8th of 7, Nov 19 2019
  

       //I'm picturing a brown-out// What's needed, shirley, is a system powered by gravity, since gravity rarely fails. You just need a spiral road climbing up to the top of a very tall ski-jump type slope. Drive to top; put car in neutral; wait. The car should leave the ski-jump with sufficient speed to arc gracefully across the river and land gently on a ramp on the other side.   

       Obviously, the ramp should be made of orange plastic. For fun, one or two loop-de-loops could be incorporated. Such a system has the advantage that it will be self-calibrating with respect to vehicle mass.
MaxwellBuchanan, Nov 19 2019
  

       // Such a system has the advantage that it will be self-calibrating with respect to vehicle mass. //   

       So, even trucks could pay in gravitational potential?

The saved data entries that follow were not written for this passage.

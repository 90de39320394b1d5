//! Cursor shapes.
//!
//! Widgets advertise the cursor the host should show while the pointer is
//! over them. Shapes map onto the cross-platform names in the `cursor-icon`
//! crate so any windowing backend can apply them.

use std::fmt;

use cursor_icon::CursorIcon;

/// The shape (icon) of the mouse cursor.
#[derive(Debug, Clone, Copy, PartialEq, Eq, Hash, Default)]
#[non_exhaustive]
pub enum CursorShape {
    /// The default arrow cursor (platform-specific).
    #[default]
    Arrow,
    /// A pointing hand cursor, used for clickable elements.
    Hand,
    /// An I-beam cursor, used over editable text.
    IBeam,
    /// A "not allowed" cursor.
    Forbidden,
}

impl CursorShape {
    /// The equivalent `cursor-icon` value.
    pub fn to_cursor_icon(self) -> CursorIcon {
        match self {
            Self::Arrow => CursorIcon::Default,
            Self::Hand => CursorIcon::Pointer,
            Self::IBeam => CursorIcon::Text,
            Self::Forbidden => CursorIcon::NotAllowed,
        }
    }
}

impl From<CursorShape> for CursorIcon {
    fn from(shape: CursorShape) -> Self {
        shape.to_cursor_icon()
    }
}

impl fmt::Display for CursorShape {
    fn fmt(&self, f: &mut fmt::Formatter<'_>) -> fmt::Result {
        f.write_str(self.to_cursor_icon().name())
    }
}
#[cfg(test)]
mod tests {
    use secure_field_render::Point;

    use super::*;
    use crate::widget::{
        CursorShape, KeyboardModifiers, MouseButton, MouseMoveEvent, MousePressEvent,
        MouseReleaseEvent,
    };

    const BOUNDS: Rect = Rect::new(0.0, 0.0, 200.0, 30.0);

    fn revealable() -> VisibilityController {
        let options = FieldOptions::default().with_allow_plain_text(true);
        let mut controller = VisibilityController::new(&options);
        controller.set_bounds(BOUNDS);
        controller
    }

    fn click_at(controller: &mut VisibilityController, x: f32, y: f32) -> Option<Transition> {
        let pos = Point::new(x, y);
        let mut press = WidgetEvent::MousePress(MousePressEvent::new(
            MouseButton::Left,
            pos,
            KeyboardModifiers::NONE,
        ));
        let _ = controller.handle_button_event(&mut press);
        let mut release = WidgetEvent::MouseRelease(MouseReleaseEvent::new(
            MouseButton::Left,
            pos,
            KeyboardModifiers::NONE,
        ));
        controller.handle_button_event(&mut release)
    }

    #[test]
    fn test_strategy_table() {
        use CellStrategy::*;
        use Visibility::*;
        assert_eq!(select_strategy(PlainText, true, true), PlainWithReservedSpace);
        assert_eq!(select_strategy(Secure, true, true), MaskedWithReservedSpace);
        assert_eq!(select_strategy(Secure, false, true), Masked);
        assert_eq!(select_strategy(PlainText, true, false), Plain);
        assert_eq!(select_strategy(Secure, true, false), Masked);
        assert_eq!(select_strategy(Secure, false, false), Masked);
    }

    #[test]
    fn test_secure_by_default() {
        let controller = VisibilityController::new(&FieldOptions::default());
        assert_eq!(controller.visibility(), Visibility::Secure);
        assert!(!controller.has_button());
        assert_eq!(controller.cell().strategy(), CellStrategy::Masked);
        assert_eq!(controller.swap_count(), 0);

        let controller = revealable();
        assert!(controller.has_button());
        assert_eq!(controller.visibility(), Visibility::Secure);
        assert_eq!(controller.cell().strategy(), CellStrategy::MaskedWithReservedSpace);
    }

    #[test]
    fn test_allow_plain_text_always_swaps() {
        let mut controller = revealable();
        let transition = controller.set_allow_plain_text(true);
        assert!(transition.swap.is_some());
        assert!(transition.button.is_none());
        assert_eq!(controller.swap_count(), 1);
    }

    #[test]
    fn test_disallow_forces_secure_and_drops_button() {
        let mut controller = revealable();
        let _ = controller.set_visibility(Visibility::PlainText).unwrap();
        let old_button = controller.button().map(|b| b.object_id());

        let transition = controller.set_allow_plain_text(false);
        assert_eq!(transition.visibility, Some(Visibility::Secure));
        assert_eq!(transition.button, Some(ButtonChange::Removed));
        assert_eq!(controller.visibility(), Visibility::Secure);
        assert!(!controller.has_button());
        assert_eq!(controller.cell().strategy(), CellStrategy::Masked);

        // Re-allowing builds a fresh button rather than reviving the old one.
        let transition = controller.set_allow_plain_text(true);
        assert_eq!(transition.button, Some(ButtonChange::Added));
        assert_ne!(controller.button().map(|b| b.object_id()), old_button);
        assert_eq!(controller.button().map(|b| b.state()), Some(ButtonState::Off));
    }

    #[test]
    fn test_plain_text_rejected_while_disallowed() {
        let mut controller = VisibilityController::new(&FieldOptions::default());
        assert_eq!(
            controller.set_visibility(Visibility::PlainText),
            Err(SecureFieldError::PlainTextDisallowed)
        );
        assert_eq!(controller.visibility(), Visibility::Secure);
        assert_eq!(controller.swap_count(), 0);
        assert!(!controller.has_button());
    }

    #[test]
    fn test_repeated_visibility_swaps_once() {
        let mut controller = revealable();
        let first = controller.set_visibility(Visibility::PlainText).unwrap();
        let second = controller.set_visibility(Visibility::PlainText).unwrap();
        assert!(first.swap.is_some());
        assert!(second.is_empty());
        assert_eq!(controller.swap_count(), 1);

        assert!(controller.set_visibility(Visibility::Secure).unwrap().swap.is_some());
        assert!(controller.set_visibility(Visibility::Secure).unwrap().is_empty());
        assert_eq!(controller.swap_count(), 2);
    }

    #[test]
    fn test_hidden_button_uses_unreserved_strategies() {
        let mut controller = revealable();
        let transition = controller.set_show_toggle_button(false);
        assert_eq!(transition.button, Some(ButtonChange::Removed));
        assert_eq!(controller.cell().strategy(), CellStrategy::Masked);

        let _ = controller.set_visibility(Visibility::PlainText).unwrap();
        assert_eq!(controller.cell().strategy(), CellStrategy::Plain);
        assert!(controller.button_rect().is_none());
    }

    #[test]
    fn test_swap_preserves_content_and_config() {
        let mut controller = revealable();
        assert_eq!(controller.set_content("hunter2"), Some("hunter2".into()));
        controller.cell_config_mut().placeholder = Some("Password".into());
        controller.cell_config_mut().bordered = true;
        let config = controller.cell().config().clone();
        let cell_id = controller.cell().object_id();

        let transition = controller.set_visibility(Visibility::PlainText).unwrap();
        let report = transition.swap.unwrap();
        assert_eq!(report.from, CellStrategy::MaskedWithReservedSpace);
        assert_eq!(report.to, CellStrategy::PlainWithReservedSpace);
        assert_eq!(report.restored_content, "hunter2");

        assert_ne!(controller.cell().object_id(), cell_id);
        assert_eq!(controller.cell().content(), "hunter2");
        assert_eq!(controller.cell().config(), &config);
    }

    #[test]
    fn test_swap_abandons_edit_session() {
        let mut controller = revealable();
        let _ = controller.set_content("hunter2");
        controller.set_focus(true);
        assert!(controller.begin_editing());
        controller.editor_mut().unwrap().insert_text("xyz");

        let transition = controller.set_visibility(Visibility::PlainText).unwrap();
        assert!(transition.abandoned_edit);
        assert_eq!(controller.cell().content(), "hunter2");

        // Still focused: a fresh session is open over the committed content.
        let editor = controller.editor().unwrap();
        assert_eq!(editor.text(), "hunter2");
        assert!(!editor.is_masked());
        assert_eq!(editor.cursor_position(), 7);
    }

    #[test]
    fn test_swap_without_focus_leaves_no_session() {
        let mut controller = revealable();
        let transition = controller.set_visibility(Visibility::PlainText).unwrap();
        assert!(!transition.abandoned_edit);
        assert!(!controller.is_editing());
    }

    #[test]
    fn test_commit_editing() {
        let mut controller = revealable();
        controller.set_focus(true);
        assert!(controller.begin_editing());
        controller.editor_mut().unwrap().insert_text("abc");
        assert_eq!(controller.commit_editing(), Some("abc".into()));
        assert_eq!(controller.commit_editing(), None);
        assert!(controller.is_editing());

        controller.editor_mut().unwrap().insert_text("d");
        assert_eq!(controller.end_editing(false), None);
        assert_eq!(controller.cell().content(), "abc");
        assert!(!controller.is_editing());
    }

    #[test]
    fn test_button_click_reveals() {
        let mut controller = revealable();
        assert_eq!(controller.button_rect(), Some(Rect::new(172.0, 3.0, 24.0, 24.0)));

        let transition = click_at(&mut controller, 184.0, 15.0).unwrap();
        assert_eq!(transition.visibility, Some(Visibility::PlainText));
        assert_eq!(controller.visibility(), Visibility::PlainText);
        assert_eq!(controller.button().unwrap().state(), ButtonState::On);
        assert!(!controller.cell().strategy().is_masked());

        let transition = click_at(&mut controller, 184.0, 15.0).unwrap();
        assert_eq!(transition.visibility, Some(Visibility::Secure));
        assert_eq!(controller.button().unwrap().state(), ButtonState::Off);
    }

    #[test]
    fn test_click_outside_button_is_ignored() {
        let mut controller = revealable();
        assert!(click_at(&mut controller, 20.0, 15.0).is_none());
        assert_eq!(controller.visibility(), Visibility::Secure);
    }

    #[test]
    fn test_disabled_button_ignores_clicks() {
        let mut controller = revealable();
        controller.set_enabled(false);
        assert!(!controller.button().unwrap().is_enabled());
        assert!(!controller.cell().config().enabled);
        assert!(click_at(&mut controller, 184.0, 15.0).is_none());
        assert_eq!(controller.visibility(), Visibility::Secure);
        assert_eq!(controller.button().unwrap().state(), ButtonState::Off);
        assert_eq!(controller.swap_count(), 0);
    }

    #[test]
    fn test_disable_drops_open_session() {
        let mut controller = revealable();
        controller.set_focus(true);
        assert!(controller.begin_editing());

        controller.set_enabled(false);
        assert!(!controller.is_editing());
        assert!(!controller.begin_editing());
        assert!(controller.commit_editing().is_none());

        controller.set_enabled(true);
        assert!(controller.begin_editing());
    }

    #[test]
    fn test_begin_selection_respects_flags() {
        let mut controller = revealable();
        let _ = controller.set_content("hunter2");
        assert!(controller.begin_selection(1, 4));
        assert_eq!(controller.editor().unwrap().selected_text(), "unt");

        // An open session keeps its buffer and moves the selection.
        controller.editor_mut().unwrap().insert_text("!");
        assert!(controller.begin_selection(0, 2));
        assert_eq!(controller.editor().unwrap().text(), "h!er2");

        controller.cell_config_mut().selectable = false;
        assert!(!controller.begin_selection(0, 1));
    }

    #[test]
    fn test_hover_follows_pointer() {
        let mut controller = revealable();
        let mut over = WidgetEvent::MouseMove(MouseMoveEvent::new(
            Point::new(180.0, 10.0),
            KeyboardModifiers::NONE,
        ));
        let _ = controller.handle_button_event(&mut over);
        assert!(controller.button().unwrap().is_hovered());
        assert_eq!(controller.button().unwrap().cursor(), CursorShape::Hand);

        let mut away = WidgetEvent::MouseMove(MouseMoveEvent::new(
            Point::new(50.0, 10.0),
            KeyboardModifiers::NONE,
        ));
        let _ = controller.handle_button_event(&mut away);
        assert!(!controller.button().unwrap().is_hovered());
        assert_eq!(controller.button().unwrap().cursor(), CursorShape::Arrow);
    }

    #[test]
    fn test_button_follows_layout_direction() {
        let mut controller = revealable();
        controller.cell_config_mut().layout_direction = crate::widget::LayoutDirection::RightToLeft;
        controller.layout_button();
        assert_eq!(controller.button_rect(), Some(Rect::new(4.0, 3.0, 24.0, 24.0)));
        assert_eq!(
            controller.button().unwrap().geometry(),
            Rect::new(4.0, 3.0, 24.0, 24.0)
        );
    }
}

Still, trucks would need a longer board and much more energy. Passenger vehicles, being small, lightweight and nimble, with slight variance in weight, and dimensions, seem much more practicable.
Mindey, Nov 20 2019
  

       //trucks would need a longer board// No, all vehicles can use the same board, assuming that they have a low (negligible) rolling resistance.   

       Thought experiment as follows:
(1) Build 2 ramps side by side, suitable for cars
(2) Send 2 cars simultaneously down the ramps; both cars make the jump
(3) Repeat (2), but with a layer of glue between the two cars as they jump side-by-side; nothing significant has changed, so they'll jump together.
(4) Replace the glue with a welded joint. Again, nothing important has changed, so the two cars jump side by side
(5) If (4) works, then a truck weighting the same as 2 cars will also work.
MaxwellBuchanan, Nov 20 2019
  

       // shirley, is a system powered by gravity, since gravity rarely fails //   

       Terminal velocity upon gravity may be insufficient for gliding desired distances with small wings. Though, the wings on the plates may be made larger of course, small velocities may still be sufficient for jumping over small rivers, but not over larger, like River Thames. Or, for getting from one city district to another.   

       The example by [Sgt Teacup] of KenCarter stunt driver trying to make a mile, shows how small velocities with a too steep trajectory end up ending.   

       // How efficient are gliders? //   

       "A ratio of 30:1 means that in smooth air a glider can travel forward 30 meters while losing only 1 meter of altitude." (Wikipedia:Glider_(Sailplane))   

       As a toy experiment, I'd start with a brick on wheels that catches on a cardboard wing.
Mindey, Nov 20 2019
  

       //gliders// Gliders only achieve ratios of 30:1 by having very long wings and very very low drag (or rather, high L/D ratios)
Frankx, Nov 20 2019
  

       // having very long wings and very very low drag //   

       That's precisely why I think higher velocities are needed, beyond terminal velocity upon natural gravity, as in what [MB]'s imagined.
Mindey, Nov 20 2019
  

       // a brick on wheels that catches on a cardboard wing //   

       Boeing seem to have a lot of Prior Art in that area ...
8th of 7, Nov 21 2019
  

       //terminal velocity//... only applies to things falling under gravity in an atmosphere. It's the velocity at which upward aerodynamic drag balances weight.   

       It's not usually applied as a concept to aircraft or ballistic trajectories.